Grab Bag: Frequently-Asked Data Mining Questions and Answers
By Tim Graettinger
For the past year, I have presented a data mining “nuts and bolts” session during a monthly webinar[1]. My favorite part is the question-and-answer portion at the end. Participants with a diverse range of interests and experience toss out a lot of great questions. In this article, I’d like to share with you some of the best-of-the-best of those interactions. Some responses include pointers to other sources that I hope you’ll find instructive and useful. Without further ado, let’s get to the questions.
Question 1: What tools or tool sets do you recommend?
Let’s start with an assessment – of your goals for data mining, of your team, and of your current tools and capabilities.
First, think about your goals for data mining. Are you planning a one-time project to solve a single business problem? Or, are you making data mining a corporate priority, and building a core capability within the enterprise? Your goals will have a profound impact on your choice of software tools and tool sets – obviously.

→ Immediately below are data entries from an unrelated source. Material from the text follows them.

/// The number of bytes for a scalar value over BN254.
pub const BN254_SCALAR_LEN: usize = 32;

/// Implements `Group` and the operator traits for a wrapper around an
/// arkworks BN254 projective point.
macro_rules! bn254_group {
    ($name:ident, $projective:ty, $affine:ty, $compressed_len:expr) => {
        impl ark_std::fmt::Debug for $name {
            fn fmt(&self, f: &mut Formatter<'_>) -> ark_std::fmt::Result {
                <$affine as ark_std::fmt::Display>::fmt(&self.0.into_affine(), f)
            }
        }

        impl Group for $name {
            type ScalarType = BN254Scalar;
            const COMPRESSED_LEN: usize = $compressed_len;

            #[inline]
            fn double(&self) -> Self {
                Self(ark_ec::Group::double(&self.0))
            }

            #[inline]
            fn get_identity() -> Self {
                Self(<$projective>::zero())
            }

            #[inline]
            fn get_base() -> Self {
                Self(<$projective as ark_ec::Group>::generator())
            }

            #[inline]
            fn random<R: CryptoRng + RngCore>(prng: &mut R) -> Self {
                Self(<$projective>::rand(prng))
            }

            #[inline]
            fn to_compressed_bytes(&self) -> Vec<u8> {
                let affine = <$affine>::from(self.0);
                let mut buf = Vec::with_capacity($compressed_len);
                affine.serialize_with_mode(&mut buf, Compress::Yes).unwrap();

                buf
            }

            #[inline]
            fn from_compressed_bytes(bytes: &[u8]) -> Result<Self> {
                if bytes.len() != $compressed_len {
                    return Err(AlgebraError::DeserializationError);
                }
                let affine = <$affine>::deserialize_with_mode(bytes, Compress::Yes, Validate::Yes)
                    .map_err(|_| AlgebraError::DeserializationError)?;

                Ok(Self(<$projective>::from(affine)))
            }

            #[inline]
            fn multi_exp(scalars: &[&Self::ScalarType], points: &[&Self]) -> Self {
                if scalars.len() != points.len() {
                    return Self::get_identity();
                }
                let scalars_raw: Vec<_> = scalars.iter().map(|r| r.0).collect();
                let points_raw = <$projective>::normalize_batch(
                    &points.iter().map(|r| r.0).collect::<Vec<$projective>>(),
                );

                Self(<$projective as VariableBaseMSM>::msm_unchecked(&points_raw, &scalars_raw))
            }
        }

        impl<'a> Add<&'a $name> for $name {
            type Output = $name;

            #[inline]
            fn add(self, rhs: &Self) -> Self::Output {
                Self(self.0 + rhs.0)
            }
        }

        impl<'a> Sub<&'a $name> for $name {
            type Output = $name;

            #[inline]
            fn sub(self, rhs: &Self) -> Self::Output {
                Self(self.0 - rhs.0)
            }
        }

        impl<'a> Mul<&'a BN254Scalar> for $name {
            type Output = $name;

            #[inline]
            fn mul(self, rhs: &BN254Scalar) -> Self::Output {
                Self(self.0 * rhs.0)
            }
        }

        impl<'a> AddAssign<&'a $name> for $name {
            #[inline]
            fn add_assign(&mut self, rhs: &'a $name) {
                self.0 += rhs.0
            }
        }

        impl<'a> SubAssign<&'a $name> for $name {
            #[inline]
            fn sub_assign(&mut self, rhs: &'a $name) {
                self.0 -= rhs.0
            }
        }

        impl<'a> MulAssign<&'a BN254Scalar> for $name {
            #[inline]
            fn mul_assign(&mut self, rhs: &'a BN254Scalar) {
                self.0 *= rhs.0
            }
        }

        impl Neg for $name {
            type Output = Self;

            fn neg(self) -> Self::Output {
                Self(-self.0)
            }
        }
    };
}

mod fr;
pub use fr::*;

mod g1;
pub use g1::*;

mod g2;
pub use g2::*;

mod gt;
pub use gt::*;

mod pairing;
pub use pairing::*;

#[cfg(test)]
mod bn254_groups_test {
    use crate::bn254::{BN254Gt, BN254PairingEngine, BN254Scalar, BN254G1, BN254G2};
    use crate::prelude::*;

    #[test]
    fn scalar_field_ops() {
        let mut prng = test_rng();
        let a = BN254Scalar::random(&mut prng);
        let b = BN254Scalar::random(&mut prng);

        assert_eq!(a.add(&b).sub(&b), a);
        assert!(a.add(&a.neg()).is_zero());
        assert_eq!(a.square(), a.mul(&a));
        assert!(a.mul(&a.inv().unwrap()).is_one());
        assert_eq!(
            BN254Scalar::zero().inv(),
            Err(AlgebraError::GroupInversionError)
        );

        // 2^64 + 3 spans two limbs
        let three = BN254Scalar::from(3u32);
        let two_64 = BN254Scalar::from(1u64 << 32).square();
        assert_eq!(
            three.pow(&[3, 1]),
            three.pow(&[3]).mul(&three.pow(&[0, 1]))
        );
        assert_eq!(three.pow(&[0, 1]), three.pow(&[1 << 32]).pow(&[1 << 32]));
        assert_eq!(BN254Scalar::from(2u32).pow(&[64]), two_64);
        assert_eq!(format!("{:?}", BN254Scalar::from(1234u32)), "1234");
    }

    #[test]
    fn scalar_rejects_bad_encodings() {
        assert_eq!(BN254Scalar::bytes_len(), 32);
        let too_large = vec![0xffu8; 32];
        assert!(BN254Scalar::from_bytes(&too_large).is_err());
        assert!(BN254Scalar::from_bytes(&[1u8; 31]).is_err());
    }

    #[test]
    fn scalar_from_to_bytes() {
        let small_value = BN254Scalar::from(165747u32);
        let small_value_bytes = small_value.to_bytes();
        let expected_small_value_bytes: [u8; 32] = [
            115, 135, 2, 0, 0, 0, 0, 0, 0, 0, 0, 0, 0, 0, 0, 0, 0, 0, 0, 0, 0, 0, 0, 0, 0, 0, 0, 0,
            0, 0, 0, 0,
        ];
        assert_eq!(small_value_bytes, expected_small_value_bytes);

        let small_value_from_bytes = BN254Scalar::from_bytes(&small_value_bytes).unwrap();
        assert_eq!(small_value_from_bytes, small_value);

        let mut be = expected_small_value_bytes.to_vec();
        be.reverse();
        assert_eq!(small_value.to_be_bytes(), be);
    }

    #[test]
    fn hash_reduction_wraps_modulus() {
        // r = 21888242871839275222246405745257275088548364400416034343698204186575808495617
        let mut r_plus_one_be = BN254Scalar::zero().sub(&BN254Scalar::one()).to_be_bytes();
        // r - 1 is even, so adding two to the last byte cannot carry.
        r_plus_one_be[31] += 2;
        assert_eq!(
            BN254Scalar::from_be_bytes_mod_order(&r_plus_one_be),
            BN254Scalar::one()
        );
        assert_eq!(
            BN254Scalar::multiplicative_generator(),
            BN254Scalar::from(5u32)
        );
    }

    #[test]
    fn multiexp_matches_naive_sum() {
        let mut prng = test_rng();
        assert_eq!(BN254G1::multi_exp(&[], &[]), BN254G1::get_identity());

        let scalars: Vec<BN254Scalar> = (0..5).map(|_| BN254Scalar::random(&mut prng)).collect();
        let points: Vec<BN254G1> = (0..5).map(|_| BN254G1::random(&mut prng)).collect();
        let mut expected = BN254G1::get_identity();
        for (s, p) in scalars.iter().zip(points.iter()) {
            expected.add_assign(&p.mul(s));
        }
        let scalars_ref: Vec<&BN254Scalar> = scalars.iter().collect();
        let points_ref: Vec<&BN254G1> = points.iter().collect();
        assert_eq!(BN254G1::multi_exp(&scalars_ref, &points_ref), expected);

        let g2 = BN254G2::get_base();
        let two = BN254Scalar::from(2u32);
        assert_eq!(BN254G2::multi_exp(&[&two], &[&g2]), g2.double());
    }

    #[test]
    fn bilinear_properties() {
        let identity_g1 = BN254G1::get_identity();
        let identity_g2 = BN254G2::get_identity();
        let identity_gt_computed = BN254PairingEngine::pairing(&identity_g1, &identity_g2);
        assert!(identity_gt_computed.is_one());

        let mut prng = test_rng();

        let s1 = BN254Scalar::from(50 + prng.next_u32() % 50);
        let s2 = BN254Scalar::from(50 + prng.next_u32() % 50);

        let base_g1 = BN254G1::get_base();
        let base_g2 = BN254G2::get_base();

        let s1_base_g1 = base_g1.mul(&s1);
        let s2_base_g2 = base_g2.mul(&s2);
        let s1s2 = s1.mul(&s2);

        let gt_mapped_element = BN254PairingEngine::pairing(&s1_base_g1, &s2_base_g2);
        assert_eq!(
            gt_mapped_element,
            BN254PairingEngine::pairing(&base_g1.mul(&s1s2), &base_g2)
        );
        assert_eq!(
            gt_mapped_element,
            BN254PairingEngine::pairing(&base_g1, &base_g2.mul(&s1s2))
        );
        assert_ne!(gt_mapped_element, BN254Gt::one());

        let product = BN254PairingEngine::product_of_pairings(
            &[s1_base_g1, s1_base_g1.neg()],
            &[s2_base_g2, s2_base_g2],
        );
        assert!(product.is_one());
    }

    #[test]
    fn test_serialization_of_points() {
        let mut prng = test_rng();

        let g1 = BN254G1::random(&mut prng);
        let g1_bytes = g1.to_compressed_bytes();
        assert_eq!(g1_bytes.len(), BN254G1::COMPRESSED_LEN);
        let g1_recovered = BN254G1::from_compressed_bytes(&g1_bytes).unwrap();
        assert_eq!(g1, g1_recovered);
        assert!(BN254G1::from_compressed_bytes(&g1_bytes[1..]).is_err());

        let g2 = BN254G2::random(&mut prng);
        let g2_bytes = g2.to_compressed_bytes();
        assert_eq!(g2_bytes.len(), BN254G2::COMPRESSED_LEN);
        let g2_recovered = BN254G2::from_compressed_bytes(&g2_bytes).unwrap();
        assert_eq!(g2, g2_recovered);
    }
}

On a related note, does your tool budget support your stated goals? (You do have a tool budget, right?) Be sure to include training and support costs in that budget. Allow me to make two more broad suggestions:
- Make a “wish list”. Suppose that money is no object. What tools would you buy, and why? Really, write down your choices. This wish list is very useful. More on that later.
- Start slow. See what tools you actually need as you begin to do data mining projects. Acquire based on need rather than want.
Next, take a close look at the skills and background of the people on your team or team-to-be. Are they primarily MBA’s or business experts? If so, you might want to consider industry- or application-specific software tools (e.g., for loan approval or fraud detection) that play to their strengths. Conversely, is your team composed chiefly of statisticians and analysts? They might perform better with a more technical tool set – one that allows more control over data transformation and model selection (regression, decision tree, neural network, etc.). In any case, the key is to find the tools that fit the team’s skills, that fit the way they work and think, and that fit the business and the planned applications of data mining and predictive analytics.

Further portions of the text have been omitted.